Work to be completed => Go through the material below and please tally the lines that hold the word "debate"; the number alone is the answer.

Dataset records =>
********
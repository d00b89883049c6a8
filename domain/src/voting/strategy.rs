//! Voting strategies and their settings.

use serde::{Deserialize, Serialize};

/// How a debate picks its winner
#[derive(Debug, Clone, Copy, Default, PartialEq, Eq, Serialize, Deserialize)]
#[serde(rename_all = "snake_case")]
pub enum VotingStrategy {
    /// Most votes wins
    #[default]
    Majority,
    /// Highest sum of voter weights wins
    Weighted,
    /// Stop early when proposals converge, otherwise majority
    Consensus,
    /// A designated worker names the winner
    Moderator,
}

impl VotingStrategy {
    /// Whether the vote phase asks every active worker for a ballot
    pub fn collects_ballots(&self) -> bool {
        !matches!(self, VotingStrategy::Moderator)
    }
}

impl std::fmt::Display for VotingStrategy {
    fn fmt(&self, f: &mut std::fmt::Formatter<'_>) -> std::fmt::Result {
        match self {
            VotingStrategy::Majority => write!(f, "majority"),
            VotingStrategy::Weighted => write!(f, "weighted"),
            VotingStrategy::Consensus => write!(f, "consensus"),
            VotingStrategy::Moderator => write!(f, "moderator"),
        }
    }
}

impl std::str::FromStr for VotingStrategy {
    type Err = String;

    fn from_str(s: &str) -> Result<Self, Self::Err> {
        match s.to_lowercase().as_str() {
            "majority" => Ok(VotingStrategy::Majority),
            "weighted" => Ok(VotingStrategy::Weighted),
            "consensus" => Ok(VotingStrategy::Consensus),
            "moderator" | "moderated" => Ok(VotingStrategy::Moderator),
            _ => Err(format!(
                "Invalid voting strategy: {} (expected majority, weighted, consensus or moderator)",
                s
            )),
        }
    }
}

/// Convergence test used by the consensus strategy
#[derive(Debug, Clone, Copy, PartialEq, Serialize, Deserialize)]
#[serde(default)]
pub struct ConsensusSettings {
    /// Characters of normalized text compared
    pub prefix_len: usize,
    /// 1.0 means exact prefix match; lower values use token-set similarity
    pub similarity_threshold: f64,
}

impl Default for ConsensusSettings {
    fn default() -> Self {
        Self {
            prefix_len: 64,
            similarity_threshold: 1.0,
        }
    }
}

impl ConsensusSettings {
    pub fn with_prefix_len(mut self, prefix_len: usize) -> Self {
        self.prefix_len = prefix_len.max(1);
        self
    }

    pub fn with_similarity_threshold(mut self, threshold: f64) -> Self {
        self.similarity_threshold = threshold.clamp(0.0, 1.0);
        self
    }

    pub fn requires_exact_match(&self) -> bool {
        self.similarity_threshold >= 1.0
    }
}
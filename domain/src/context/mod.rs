//! Shared state container and worker views.
//!
//! - [`Context`]: memory, bounded message history, step results and decisions
//! - [`WorkerView`]: what one worker may read and write during a step
//! - [`MessageHistory`]: the window primitives (FIFO drop and summary fold)

pub mod entities;
pub mod history;
pub mod view;

pub use entities::{Context, ContextSnapshot, Scope};
pub use history::{MIN_HISTORY, Message, MessageHistory, Role};
pub use view::{MemoryGrant, MemoryWrite, ViewGrant, WorkerView};
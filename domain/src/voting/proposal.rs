//! Proposals submitted during a debate.

use crate::core::worker_id::WorkerId;
use chrono::{DateTime, Utc};
use serde::{Deserialize, Serialize};

/// A worker's candidate answer at a given round (round 0 is the opening proposal)
#[derive(Debug, Clone, PartialEq, Serialize, Deserialize)]
pub struct Proposal {
    pub worker_id: WorkerId,
    pub round: u32,
    pub text: String,
    pub submitted_at: DateTime<Utc>,
    /// Acceptance order across the whole ledger
    pub sequence: u64,
}

impl Proposal {
    /// Build a proposal outside a ledger (sequence 0)
    pub fn new(worker_id: impl Into<WorkerId>, round: u32, text: impl Into<String>) -> Self {
        Self {
            worker_id: worker_id.into(),
            round,
            text: text.into(),
            submitted_at: Utc::now(),
            sequence: 0,
        }
    }
}

/// Append-only store of every proposal made in one debate
///
/// Proposals are ordered by round, then by acceptance order within the round.
#[derive(Debug, Clone, Default, Serialize, Deserialize)]
pub struct ProposalLedger {
    proposals: Vec<Proposal>,
    next_sequence: u64,
}

impl ProposalLedger {
    pub fn new() -> Self {
        Self::default()
    }

    /// Accept a proposal, assigning the next sequence number
    pub fn submit(
        &mut self,
        worker_id: WorkerId,
        round: u32,
        text: impl Into<String>,
    ) -> &Proposal {
        let mut proposal = Proposal::new(worker_id, round, text);
        proposal.sequence = self.next_sequence;
        self.next_sequence += 1;
        self.proposals.push(proposal);
        &self.proposals[self.proposals.len() - 1]
    }

    pub fn len(&self) -> usize {
        self.proposals.len()
    }

    pub fn is_empty(&self) -> bool {
        self.proposals.is_empty()
    }

    /// The most recent proposal of a worker
    pub fn latest(&self, worker_id: &WorkerId) -> Option<&Proposal> {
        self.proposals
            .iter()
            .rev()
            .find(|p| &p.worker_id == worker_id)
    }

    /// Proposals of one round in acceptance order
    pub fn round(&self, round: u32) -> Vec<&Proposal> {
        self.proposals.iter().filter(|p| p.round == round).collect()
    }

    /// Highest round with at least one proposal
    pub fn last_round(&self) -> Option<u32> {
        self.proposals.iter().map(|p| p.round).max()
    }

    /// Workers in the order of their first accepted proposal
    pub fn participants(&self) -> Vec<&WorkerId> {
        let mut seen: Vec<&WorkerId> = Vec::new();
        for proposal in &self.proposals {
            if !seen.contains(&&proposal.worker_id) {
                seen.push(&proposal.worker_id);
            }
        }
        seen
    }

    /// Latest proposal of every worker, in first-submission order
    pub fn final_proposals(&self) -> Vec<Proposal> {
        self.participants()
            .into_iter()
            .filter_map(|worker| self.latest(worker).cloned())
            .collect()
    }

    /// Every proposal ordered by (round, sequence)
    pub fn history(&self) -> Vec<&Proposal> {
        let mut all: Vec<&Proposal> = self.proposals.iter().collect();
        all.sort_by_key(|p| (p.round, p.sequence));
        all
    }
}

#[cfg(test)]
mod tests {
    use super::*;

    fn id(s: &str) -> WorkerId {
        WorkerId::new(s)
    }

    #[test]
    fn test_sequence_is_assigned_in_acceptance_order() {
        let mut ledger = ProposalLedger::new();
        assert_eq!(ledger.submit(id("b"), 0, "B0").sequence, 0);
        assert_eq!(ledger.submit(id("a"), 0, "A0").sequence, 1);
        assert_eq!(ledger.submit(id("b"), 1, "B1").sequence, 2);
        assert_eq!(ledger.len(), 3);
    }

    #[test]
    fn test_final_proposals_follow_first_submission() {
        let mut ledger = ProposalLedger::new();
        ledger.submit(id("b"), 0, "B0");
        ledger.submit(id("a"), 0, "A0");
        ledger.submit(id("a"), 1, "A1");
        ledger.submit(id("b"), 1, "B1");

        let finals = ledger.final_proposals();
        let texts: Vec<_> = finals.iter().map(|p| p.text.as_str()).collect();
        assert_eq!(texts, vec!["B1", "A1"]);
    }

    #[test]
    fn test_latest_keeps_last_known_proposal() {
        let mut ledger = ProposalLedger::new();
        ledger.submit(id("a"), 0, "A0");
        ledger.submit(id("b"), 0, "B0");
        ledger.submit(id("b"), 1, "B1");

        // "a" dropped out after round 0
        assert_eq!(ledger.latest(&id("a")).unwrap().text, "A0");
        assert_eq!(ledger.latest(&id("b")).unwrap().round, 1);
        assert_eq!(ledger.last_round(), Some(1));
    }

    #[test]
    fn test_history_orders_by_round_then_sequence() {
        let mut ledger = ProposalLedger::new();
        ledger.submit(id("a"), 1, "late");
        ledger.submit(id("b"), 0, "early");
        let history = ledger.history();
        assert_eq!(history[0].text, "early");
        assert_eq!(history[1].text, "late");
        assert_eq!(ledger.round(0).len(), 1);
    }
}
********
Task solution => 3